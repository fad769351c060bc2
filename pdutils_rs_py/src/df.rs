//! `pdutils._rs.df`: tables cross the boundary as `dict`s of columns, see
//! [`pdutils_bindings::convert`].

use std::sync::{Arc, Mutex};

use chrono::TimeDelta;

use pdutils_bindings::{
    convert::{table_to_py, value_to_py, PyTable, PyValue},
    error::to_py_err,
};
use pdutils_core::df::{
    self, Aggregation, FillPolicy, JoinOptions, PivotOptions, Step, TimeInput, Value,
    WindowClosure,
};
use pyo3::{
    exceptions::PyTypeError,
    prelude::*,
    types::{PyDict, PyList, PyString},
};

#[pyfunction]
#[pyo3(signature = (
    probe,
    range,
    probe_column,
    range_low_column,
    range_high_column,
    boundary = "[]".to_string(),
    how = "inner".to_string(),
    num_threads = 1,
))]
#[allow(clippy::too_many_arguments)]
pub fn join_within_range<'py>(
    py: Python<'py>,
    probe: PyTable,
    range: PyTable,
    probe_column: String,
    range_low_column: String,
    range_high_column: String,
    boundary: String,
    how: String,
    num_threads: usize,
) -> PyResult<Bound<'py, PyDict>> {
    let boundary = boundary.parse().map_err(to_py_err)?;
    let how = how.parse().map_err(to_py_err)?;
    let options = JoinOptions { num_threads };
    let joined = py
        .allow_threads(|| {
            df::join_within_range_with(
                &probe.0,
                &range.0,
                &probe_column,
                &range_low_column,
                &range_high_column,
                boundary,
                how,
                &options,
            )
        })
        .map_err(to_py_err)?;
    table_to_py(py, &joined)
}

fn extract_time(ob: &Bound<'_, PyAny>) -> PyResult<TimeInput> {
    match ob.extract::<PyValue>()?.0 {
        Value::Str(s) => Ok(TimeInput::Text(s)),
        Value::Time(t) => Ok(TimeInput::Time(t)),
        other => Err(PyTypeError::new_err(format!(
            "expected a str or a datetime, got {}",
            other.kind()
        ))),
    }
}

fn extract_step(ob: &Bound<'_, PyAny>) -> PyResult<Step> {
    if ob.is_instance_of::<PyString>() {
        return Ok(Step::Text(ob.extract()?));
    }
    // `datetime.timedelta`
    let seconds: f64 = ob.call_method0("total_seconds")?.extract()?;
    Ok(Step::Delta(TimeDelta::microseconds((seconds * 1e6).round() as i64)))
}

/// either an aggregation token or a python callable receiving a `list` of cells
fn extract_aggregation(
    ob: &Bound<'_, PyAny>,
    failure: &Arc<Mutex<Option<PyErr>>>,
) -> PyResult<Aggregation> {
    if ob.is_instance_of::<PyString>() {
        return ob.extract::<String>()?.parse().map_err(to_py_err);
    }
    if !ob.is_callable() {
        return Err(PyTypeError::new_err(
            "aggregation should be a str or a callable",
        ));
    }
    let func = ob.clone().unbind();
    let failure = failure.clone();
    Ok(Aggregation::custom(move |values| {
        Python::with_gil(|py| {
            let result = values
                .iter()
                .map(|v| value_to_py(py, v))
                .collect::<PyResult<Vec<_>>>()
                .and_then(|cells| func.call1(py, (PyList::new_bound(py, cells).unbind(),)))
                .and_then(|out| out.bind(py).extract::<PyValue>());
            match result {
                Ok(value) => value.0,
                Err(err) => {
                    if let Ok(mut slot) = failure.lock() {
                        slot.get_or_insert(err);
                    }
                    Value::Null
                }
            }
        })
    }))
}

#[pyfunction]
#[pyo3(signature = (
    events,
    aggregation,
    start_time,
    end_time,
    timestamp_column,
    step,
    group_by_columns,
    value_column,
    fill_policy = "none".to_string(),
    default_value = None,
    time_format = None,
    key_separator = "_".to_string(),
    closed = "both".to_string(),
))]
#[allow(clippy::too_many_arguments)]
pub fn pivot_events_to_snapshots<'py>(
    py: Python<'py>,
    events: PyTable,
    aggregation: &Bound<'py, PyAny>,
    start_time: &Bound<'py, PyAny>,
    end_time: &Bound<'py, PyAny>,
    timestamp_column: String,
    step: &Bound<'py, PyAny>,
    group_by_columns: Vec<String>,
    value_column: String,
    fill_policy: String,
    default_value: Option<PyValue>,
    time_format: Option<String>,
    key_separator: String,
    closed: String,
) -> PyResult<Bound<'py, PyDict>> {
    let failure = Arc::new(Mutex::new(None));
    let aggregation = extract_aggregation(aggregation, &failure)?;
    let start_time = extract_time(start_time)?;
    let end_time = extract_time(end_time)?;
    let step = extract_step(step)?;
    let fill_policy: FillPolicy = fill_policy.parse().map_err(to_py_err)?;
    let window_closure: WindowClosure = closed.parse().map_err(to_py_err)?;
    let mut options = PivotOptions {
        key_separator,
        window_closure,
        ..PivotOptions::default()
    };
    if let Some(time_format) = time_format {
        options.time_format = time_format;
    }
    let default_value = default_value.map_or(Value::Null, |v| v.0);
    let group_by_columns: Vec<&str> = group_by_columns.iter().map(String::as_str).collect();
    let snapshots = py
        .allow_threads(|| {
            df::pivot_events_to_snapshots_with(
                &events.0,
                &aggregation,
                start_time,
                end_time,
                &timestamp_column,
                step,
                &group_by_columns,
                &value_column,
                fill_policy,
                default_value,
                &options,
            )
        })
        .map_err(to_py_err)?;
    if let Some(err) = failure.lock().ok().and_then(|mut slot| slot.take()) {
        return Err(err);
    }
    table_to_py(py, &snapshots)
}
■ ■ ■ ■
# Task
Would you copy out each line of the records above where the word "JoinOptions" occurs?

# Written answer
    self, Aggregation, FillPolicy, JoinOptions, PivotOptions, Step, TimeInput, Value,
    let options = JoinOptions { num_threads };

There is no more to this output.